BEGIN
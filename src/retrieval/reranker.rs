//! Query-aware rescoring of retrieved passages

use crate::error::{DeepSearchError, Result};
use crate::retrieval::RerankedResult;
use async_trait::async_trait;
use std::cmp::Ordering;

/// Assigns a relevance score to each (query, passage) pair
///
/// Implementations must return exactly one score per passage, in input order.
#[async_trait]
pub trait Scorer: Send + Sync {
    async fn score(&self, query: &str, passages: &[String]) -> Result<Vec<f64>>;
}

/// Score passages and return them ordered by descending score
///
/// Ties keep their input order. A score count that differs from the passage
/// count is a contract violation and fails with `RerankMismatch`.
pub async fn rerank(
    scorer: &dyn Scorer,
    query: &str,
    passages: &[String],
) -> Result<Vec<RerankedResult>> {
    if passages.is_empty() {
        return Ok(Vec::new());
    }

    let scores = scorer.score(query, passages).await?;
    rank_passages(passages, scores)
}

/// Zip scores positionally with passages and sort descending
pub fn rank_passages(passages: &[String], scores: Vec<f64>) -> Result<Vec<RerankedResult>> {
    if scores.len() != passages.len() {
        return Err(DeepSearchError::RerankMismatch {
            expected: passages.len(),
            actual: scores.len(),
        });
    }

    let mut ranked: Vec<RerankedResult> = passages
        .iter()
        .zip(scores)
        .map(|(content, score)| RerankedResult {
            content: content.clone(),
            score,
        })
        .collect();

    ranked.sort_by(|a, b| b.score.partial_cmp(&a.score).unwrap_or(Ordering::Equal));

    Ok(ranked)
}

#[cfg(test)]
mod tests {
    use super::*;

    struct FixedScorer(Vec<f64>);

    #[async_trait]
    impl Scorer for FixedScorer {
        async fn score(&self, _query: &str, _passages: &[String]) -> Result<Vec<f64>> {
            Ok(self.0.clone())
        }
    }

    fn passages(items: &[&str]) -> Vec<String> {
        items.iter().map(|s| s.to_string()).collect()
    }

    #[tokio::test]
    async fn test_rerank_sorts_descending() {
        let scorer = FixedScorer(vec![0.1, 0.9, 0.5]);
        let ranked = rerank(&scorer, "query", &passages(&["a", "b", "c"]))
            .await
            .unwrap();

        let order: Vec<&str> = ranked.iter().map(|r| r.content.as_str()).collect();
        assert_eq!(order, vec!["b", "c", "a"]);
        assert_eq!(ranked[0].score, 0.9);
    }

    #[tokio::test]
    async fn test_rerank_ties_keep_input_order() {
        let scorer = FixedScorer(vec![0.5, 0.7, 0.5, 0.5]);
        let ranked = rerank(&scorer, "query", &passages(&["a", "b", "c", "d"]))
            .await
            .unwrap();

        let order: Vec<&str> = ranked.iter().map(|r| r.content.as_str()).collect();
        assert_eq!(order, vec!["b", "a", "c", "d"]);
    }

    #[tokio::test]
    async fn test_rerank_mismatch() {
        let scorer = FixedScorer(vec![0.5, 0.7]);
        let result = rerank(&scorer, "query", &passages(&["a", "b", "c"])).await;

        match result {
            Err(DeepSearchError::RerankMismatch { expected, actual }) => {
                assert_eq!(expected, 3);
                assert_eq!(actual, 2);
            }
            other => panic!("expected mismatch, got {:?}", other),
        }
    }

    #[tokio::test]
    async fn test_rerank_empty_skips_scorer() {
        let scorer = FixedScorer(vec![1.0]);
        let ranked = rerank(&scorer, "query", &[]).await.unwrap();
        assert!(ranked.is_empty());
    }
}
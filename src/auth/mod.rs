//! Credentials and request signing for the knowledge-base API

mod signer;

pub use signer::{RequestSigner, SignableRequest, SignedRequest, SIGNING_REGION, SIGNING_SERVICE};

use crate::error::{DeepSearchError, Result};
use chrono::{DateTime, Utc};

/// Signing key material, immutable once constructed
#[derive(Clone, PartialEq, Eq)]
pub struct Credential {
    access_key: String,
    secret_key: String,
    account_id: String,
}

impl Credential {
    /// Build a credential, failing fast when any field is empty
    pub fn new(
        access_key: impl Into<String>,
        secret_key: impl Into<String>,
        account_id: impl Into<String>,
    ) -> Result<Self> {
        let credential = Self {
            access_key: access_key.into(),
            secret_key: secret_key.into(),
            account_id: account_id.into(),
        };
        credential.ensure_complete()?;
        Ok(credential)
    }

    pub fn access_key(&self) -> &str {
        &self.access_key
    }

    pub fn account_id(&self) -> &str {
        &self.account_id
    }

    pub(crate) fn secret_key(&self) -> &str {
        &self.secret_key
    }

    pub(crate) fn ensure_complete(&self) -> Result<()> {
        let missing: Vec<&str> = [
            ("access key", &self.access_key),
            ("secret key", &self.secret_key),
            ("account id", &self.account_id),
        ]
        .iter()
        .filter(|(_, value)| value.trim().is_empty())
        .map(|(name, _)| *name)
        .collect();

        if missing.is_empty() {
            Ok(())
        } else {
            Err(DeepSearchError::AuthConfig(format!(
                "missing {}",
                missing.join(", ")
            )))
        }
    }
}

impl std::fmt::Debug for Credential {
    fn fmt(&self, f: &mut std::fmt::Formatter<'_>) -> std::fmt::Result {
        f.debug_struct("Credential")
            .field("access_key", &self.access_key)
            .field("secret_key", &"<redacted>")
            .field("account_id", &self.account_id)
            .finish()
    }
}

/// Source of the signing timestamp
pub trait Clock: Send + Sync {
    fn now(&self) -> DateTime<Utc>;
}

/// Wall clock
#[derive(Debug, Clone, Copy, Default)]
pub struct SystemClock;

impl Clock for SystemClock {
    fn now(&self) -> DateTime<Utc> {
        Utc::now()
    }
}

/// Clock pinned to one instant, for reproducible signatures
#[derive(Debug, Clone, Copy)]
pub struct FixedClock(pub DateTime<Utc>);

impl Clock for FixedClock {
    fn now(&self) -> DateTime<Utc> {
        self.0
    }
}
//! Result deduplication by cleaned passage text

use crate::retrieval::PassageResult;
use ahash::{HashMap, HashMapExt};
use std::cmp::Ordering;

/// Order two optional scores; any score outranks a missing one
pub fn compare_scores(a: Option<f64>, b: Option<f64>) -> Ordering {
    match (a, b) {
        (Some(a), Some(b)) => a.partial_cmp(&b).unwrap_or(Ordering::Equal),
        (Some(_), None) => Ordering::Greater,
        (None, Some(_)) => Ordering::Less,
        (None, None) => Ordering::Equal,
    }
}

/// Deduplicate passages by exact content, keeping the highest-scored instance
///
/// # Arguments
/// * `passages` - Passages potentially with duplicates
///
/// # Returns
/// One passage per distinct content, in first-seen order. On equal scores the
/// earlier instance wins.
pub fn deduplicate_passages(passages: Vec<PassageResult>) -> Vec<PassageResult> {
    let mut slots: HashMap<blake3::Hash, usize> = HashMap::with_capacity(passages.len());
    let mut kept: Vec<PassageResult> = Vec::with_capacity(passages.len());

    for passage in passages {
        let digest = blake3::hash(passage.content.as_bytes());
        match slots.get(&digest) {
            Some(&idx) => {
                if compare_scores(passage.score, kept[idx].score) == Ordering::Greater {
                    kept[idx] = passage;
                }
            }
            None => {
                slots.insert(digest, kept.len());
                kept.push(passage);
            }
        }
    }

    kept
}
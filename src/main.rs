use deepsearch::cli::{Cli, Commands, ConfigAction};
use deepsearch::config::{Config, ConfigValidator};
use deepsearch::decompose::{HttpSequenceGenerator, QueryDecomposer};
use deepsearch::error::{DeepSearchError, Result};
use deepsearch::retrieval::{DeepSearchOrchestrator, ResultSet};
use std::path::PathBuf;
use std::sync::Arc;

fn main() -> Result<()> {
    let cli = Cli::parse_args();

    init_logging(cli.verbose);

    let rt = tokio::runtime::Runtime::new().map_err(|e| DeepSearchError::Io {
        source: e,
        context: "Failed to create tokio runtime".to_string(),
    })?;
    rt.block_on(run(cli))
}

fn init_logging(verbose: bool) {
    use tracing_subscriber::{fmt, EnvFilter};

    let default_level = if verbose {
        "deepsearch=debug"
    } else {
        "deepsearch=info"
    };
    let filter =
        EnvFilter::try_from_default_env().unwrap_or_else(|_| EnvFilter::new(default_level));

    fmt()
        .with_env_filter(filter)
        .with_target(false)
        .with_writer(std::io::stderr)
        .init();
}

async fn run(cli: Cli) -> Result<()> {
    match cli.command {
        Commands::Serve { bind, port } => {
            let mut config = load_config(cli.config)?;
            if let Some(bind) = bind {
                config.server.bind_address = bind;
            }
            if let Some(port) = port {
                config.server.port = port;
            }
            let orchestrator = DeepSearchOrchestrator::from_config(&config)?;
            deepsearch::server::serve(&config.server, config.search.limit, orchestrator).await
        }
        Commands::Search { query, limit, json } => {
            let config = load_config(cli.config)?;
            let orchestrator = DeepSearchOrchestrator::from_config(&config)?;
            let results = orchestrator.search(&query, limit).await?;
            print_results(&results, json)
        }
        Commands::DeepSearch { query, limit, json } => {
            let config = load_config(cli.config)?;
            let orchestrator = DeepSearchOrchestrator::from_config(&config)?;
            let results = orchestrator.deep_search(&query, limit).await?;
            print_results(&results, json)
        }
        Commands::Decompose { query } => {
            let config = load_config(cli.config)?;
            let generator = HttpSequenceGenerator::new(&config.generator)?;
            let decomposer = QueryDecomposer::new(Arc::new(generator))
                .with_max_new_tokens(config.generator.max_new_tokens);

            let sub_queries = decomposer.decompose(&query).await?;
            if sub_queries.is_empty() {
                println!("No sub-queries produced for: {}", query);
            }
            for (i, sub_query) in sub_queries.iter().enumerate() {
                println!("{}. {}", i + 1, sub_query);
            }
            Ok(())
        }
        Commands::Config { action } => cmd_config(cli.config, action),
    }
}

fn print_results(results: &ResultSet, json: bool) -> Result<()> {
    if json {
        let out = serde_json::to_string_pretty(results).map_err(|e| DeepSearchError::Json {
            source: e,
            context: "Failed to serialize results".to_string(),
        })?;
        println!("{}", out);
        return Ok(());
    }

    if results.is_empty() {
        println!("No results");
        return Ok(());
    }

    for (rank, passage) in results.iter().enumerate() {
        let score = passage
            .score
            .map(|s| format!("{:.4}", s))
            .unwrap_or_else(|| "-".to_string());
        match &passage.source_id {
            Some(source) => println!("{:>2}. [{}] ({})", rank + 1, score, source),
            None => println!("{:>2}. [{}]", rank + 1, score),
        }
        println!("    {}", passage.preview(200));
    }
    Ok(())
}

fn cmd_config(config_path: Option<PathBuf>, action: ConfigAction) -> Result<()> {
    match action {
        ConfigAction::Show => {
            let config = load_config(config_path)?;
            let json = serde_json::to_string_pretty(&config).map_err(|e| DeepSearchError::Json {
                source: e,
                context: "Failed to serialize config".to_string(),
            })?;
            println!("{}", json);
        }
        ConfigAction::Validate { file } => {
            let path = match file.or(config_path) {
                Some(path) => path,
                None => Config::default_path()?,
            };
            let config = Config::load(&path)?;
            println!("✓ Configuration is valid");
            println!("  Schema version: {}", config.meta.schema_version);
        }
        ConfigAction::Init { force } => {
            let path = match config_path {
                Some(path) => path,
                None => Config::default_path()?,
            };

            if path.exists() && !force {
                println!("Configuration file already exists at: {}", path.display());
                println!("Use --force to overwrite");
                return Ok(());
            }

            if let Some(parent) = path.parent() {
                std::fs::create_dir_all(parent).map_err(|e| DeepSearchError::Io {
                    source: e,
                    context: format!("Failed to create config directory: {:?}", parent),
                })?;
            }

            Config::default().save(&path)?;
            println!("✓ Configuration initialized at: {}", path.display());
        }
    }

    Ok(())
}

fn load_config(config_path: Option<PathBuf>) -> Result<Config> {
    let path = match config_path {
        Some(path) => path,
        None => Config::default_path()?,
    };

    if !path.exists() {
        tracing::warn!(
            "Config file not found, using defaults. Run 'deepsearch config init' to create one."
        );
        let mut config = Config::default();
        config.apply_env_overrides();
        ConfigValidator::validate(&config)?;
        return Ok(config);
    }

    Config::load(&path)
}
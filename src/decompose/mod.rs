//! Query decomposition into sub-queries

mod generator;
mod markers;

pub use generator::HttpSequenceGenerator;
pub use markers::{
    apply_template, extract_sub_queries, DEEP_SEARCH_END, DEEP_SEARCH_START, MAX_SUB_QUERIES,
};

use crate::error::{DeepSearchError, Result};
use async_trait::async_trait;
use std::sync::Arc;

/// Default generation budget for one decomposition
pub const DEFAULT_MAX_NEW_TOKENS: usize = 512;

/// Text generation capability used for decomposition
///
/// Generation stops at `stop_token` or after `max_tokens` new tokens.
#[async_trait]
pub trait SequenceGenerator: Send + Sync {
    async fn generate(&self, prompt: &str, stop_token: &str, max_tokens: usize) -> Result<String>;
}

/// Produces zero or more sub-queries for one input query
#[derive(Clone)]
pub struct QueryDecomposer {
    generator: Arc<dyn SequenceGenerator>,
    max_new_tokens: usize,
}

impl QueryDecomposer {
    pub fn new(generator: Arc<dyn SequenceGenerator>) -> Self {
        Self {
            generator,
            max_new_tokens: DEFAULT_MAX_NEW_TOKENS,
        }
    }

    pub fn with_max_new_tokens(mut self, max_new_tokens: usize) -> Self {
        self.max_new_tokens = max_new_tokens;
        self
    }

    /// Generate and parse sub-queries; an empty list is not an error
    pub async fn decompose(&self, query: &str) -> Result<Vec<String>> {
        if query.trim().is_empty() {
            return Err(DeepSearchError::InvalidInput(
                "Query cannot be empty".to_string(),
            ));
        }

        let prompt = apply_template(query);
        let generated = self
            .generator
            .generate(&prompt, DEEP_SEARCH_END, self.max_new_tokens)
            .await?;

        let sub_queries = extract_sub_queries(&generated);
        tracing::debug!(
            query,
            count = sub_queries.len(),
            "Decomposed query into sub-queries"
        );
        Ok(sub_queries)
    }
}

impl std::fmt::Debug for QueryDecomposer {
    fn fmt(&self, f: &mut std::fmt::Formatter<'_>) -> std::fmt::Result {
        f.debug_struct("QueryDecomposer")
            .field("max_new_tokens", &self.max_new_tokens)
            .finish()
    }
}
END
Where does the word "Ordering" show up in the material? Copy out each line that has it.

Solution to the problem ▸
use std::cmp::Ordering;
    ranked.sort_by(|a, b| b.score.partial_cmp(&a.score).unwrap_or(Ordering::Equal));
use std::cmp::Ordering;
pub fn compare_scores(a: Option<f64>, b: Option<f64>) -> Ordering {
        (Some(a), Some(b)) => a.partial_cmp(&b).unwrap_or(Ordering::Equal),
        (Some(_), None) => Ordering::Greater,
        (None, Some(_)) => Ordering::Less,
        (None, None) => Ordering::Equal,
                if compare_scores(passage.score, kept[idx].score) == Ordering::Greater {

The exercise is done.